Just after the introduction to this book by author Helen Oyeyemi, the editors of this volume have  included a brief preface by Jorge Luis Borges in which he reveals that Silvina Ocampo had a "strange taste for a certain kind of innocent and oblique cruelty."  He also says that she has the "virtue" of "clairvoyance," and that she "sees us as if we were made of glass, sees and forgives us"  and perhaps that is a part of why I found this book to be so unsettling, but I think that one of the creepiest things about this book is that quite often, we find ourselves looking at the world from a child's point of view which is surprisingly not quite as innocent as one would think.

Thus Were Their Faces is a compilation of short stories taken from seven of Ocampo's books  published between 1937 and 1988.  It doesn't take long at all to realize that you have landed in a different territory, beginning with my favorite story of this collection, "The Impostor."  While it has a certain gothic flavor, this story of a young student sent for a few weeks to live with a family friend completely draws the reader deeper and deeper into a much darker zone -- that of the human psyche. In truth, a sort of very quiet hum of madness runs through many of these stories, one that isn't quite apparent on the outside but which  slowly makes itself heard the more into each tale you wander.   I'm not going to go into any sort of in-depth descriptions about any of these stories, but in this book, anything can and does happen.  She doesn't spare the cruelty:  murder and death abound in many different and bizarre forms, long-term resentments turn into breaking points that materialize in different guises, and the stories that focus on memory, prophecy, and dreams are not without their deeper, darker edges.  Most are set among venues that in and of themselves are rather mundane and harmless; the challenge presented here is for the reader to occupy the minds of the people who inhabit those spaces, since in the long run, what we see from our outsider-looking-in perspective is completely different from what they see. While we may view what's happening with these characters as strange and bizarre, they want and need us to believe otherwise.  It takes a while to come to this realization, and once you're there, it becomes a rather disorienting reading experience that in my case left me with the feeling of being off kilter during most of my time spent between the covers of this book.

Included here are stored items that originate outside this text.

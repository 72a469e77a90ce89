use crate::Dataset;
use quarry::{Executor, stream::TryStreamExt};

pub async fn insert_update_delete<E: Executor>(executor: &mut E) {
    let data = Dataset::declare();
    data.prepare(executor)
        .await
        .expect("Failed to prepare the dataset");
    let users = &data.users;

    let affected = users
        .table
        .insert()
        .set(&users.id, "nina".to_string())
        .expect("Failed to attach id")
        .set(&users.name, "Nina".to_string())
        .expect("Failed to attach name")
        .set(&users.city_id, None)
        .expect("Failed to attach city")
        .execute(executor)
        .await
        .expect("Failed to insert Nina");
    assert_eq!(affected.rows_affected, 1);

    let affected = users
        .table
        .update(users.id.eq("nina"))
        .set(&users.name, "Nina N".to_string())
        .expect("Failed to attach the new name")
        .set(&users.city_id, Some(3))
        .expect("Failed to attach the new city")
        .execute(executor)
        .await
        .expect("Failed to update Nina");
    assert_eq!(affected.rows_affected, 1);

    let rows = users
        .table
        .select(users.city_id.eq(3))
        .rows(executor)
        .try_collect::<Vec<_>>()
        .await
        .expect("Failed to select by the new city");
    assert_eq!(rows.len(), 1);
    assert_eq!(rows[0].get(&users.name).expect("Failed to read"), "Nina N");
    assert_eq!(
        rows[0].get(&users.city_id).expect("Failed to read"),
        Some(3)
    );

    let affected = users
        .table
        .delete(users.id.eq("nina"))
        .execute(executor)
        .await
        .expect("Failed to delete Nina");
    assert_eq!(affected.rows_affected, 1);
    assert_eq!(
        users
            .table
            .select_all()
            .count(executor)
            .await
            .expect("Failed to count users"),
        5
    );
}

pub async fn identity_round_trip<E: Executor>(executor: &mut E) {
    let data = Dataset::declare();
    data.prepare(executor)
        .await
        .expect("Failed to prepare the dataset");
    let cities = &data.cities;

    // The freshly assigned identity decodes through the same codec as a
    // read, so it filters without any conversion in between.
    let id: i32 = cities
        .table
        .insert()
        .set(&cities.name, "Amsterdam".to_string())
        .expect("Failed to attach the name")
        .execute_returning_id(executor)
        .await
        .expect("Failed to insert Amsterdam");
    assert_eq!(id, 4);

    let rows = cities
        .table
        .select(cities.id.eq(id))
        .rows(executor)
        .try_collect::<Vec<_>>()
        .await
        .expect("Failed to select the new city");
    assert_eq!(rows.len(), 1);
    assert_eq!(
        rows[0].get(&cities.name).expect("Failed to read"),
        "Amsterdam"
    );
    assert_eq!(rows[0].get(&cities.id).expect("Failed to read"), id);
}
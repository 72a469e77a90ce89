use std::fmt::{self, Display, Formatter};

#[derive(Debug, Clone, Copy, PartialEq, Eq)]
pub enum UnaryOp {
    Not,
}

impl Display for UnaryOp {
    fn fmt(&self, f: &mut Formatter<'_>) -> fmt::Result {
        f.write_str(match self {
            UnaryOp::Not => "NOT",
        })
    }
}
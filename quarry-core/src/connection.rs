use crate::{Executor, Result, Transaction};
use std::future::Future;

/// A pooled database connection.
pub trait Connection: Executor {
    /// Open a connection to the given URL.
    fn connect(url: &str) -> impl Future<Output = Result<Self>> + Send
    where
        Self: Sized;

    /// Start a transaction scoped onto this connection.
    ///
    /// The transaction borrows the connection mutably for its whole
    /// lifetime: nothing else can run on the connection until the
    /// transaction is committed, rolled back or dropped.
    fn begin(&mut self) -> impl Future<Output = Result<impl Transaction<'_>>> + Send;
}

Reading strictly for plot is kind of beyond the point here, so readers who have to have every single thing explained are probably going to be lost and will probably not like this book.  It is yet another work that is a mind-stretching experience for people who want to move beyond the norm and who are looking for something that demands quite a bit more out of themselves as readers -- challenging, yes, but the payoff comes from immersing yourself in some of the best writing ever.  On the back cover of my book there's a brief statement from Borges in which he says that "Silvina Ocampo is one of our best writers. Her stories have no equal in our literature," and he's absolutely correct. While he was referring to writers from Latin America, I think what he says about her stories having "no equal" is absolutely spot on.  It is a beautifully-written collection that will linger on in my mind for a very, very long time.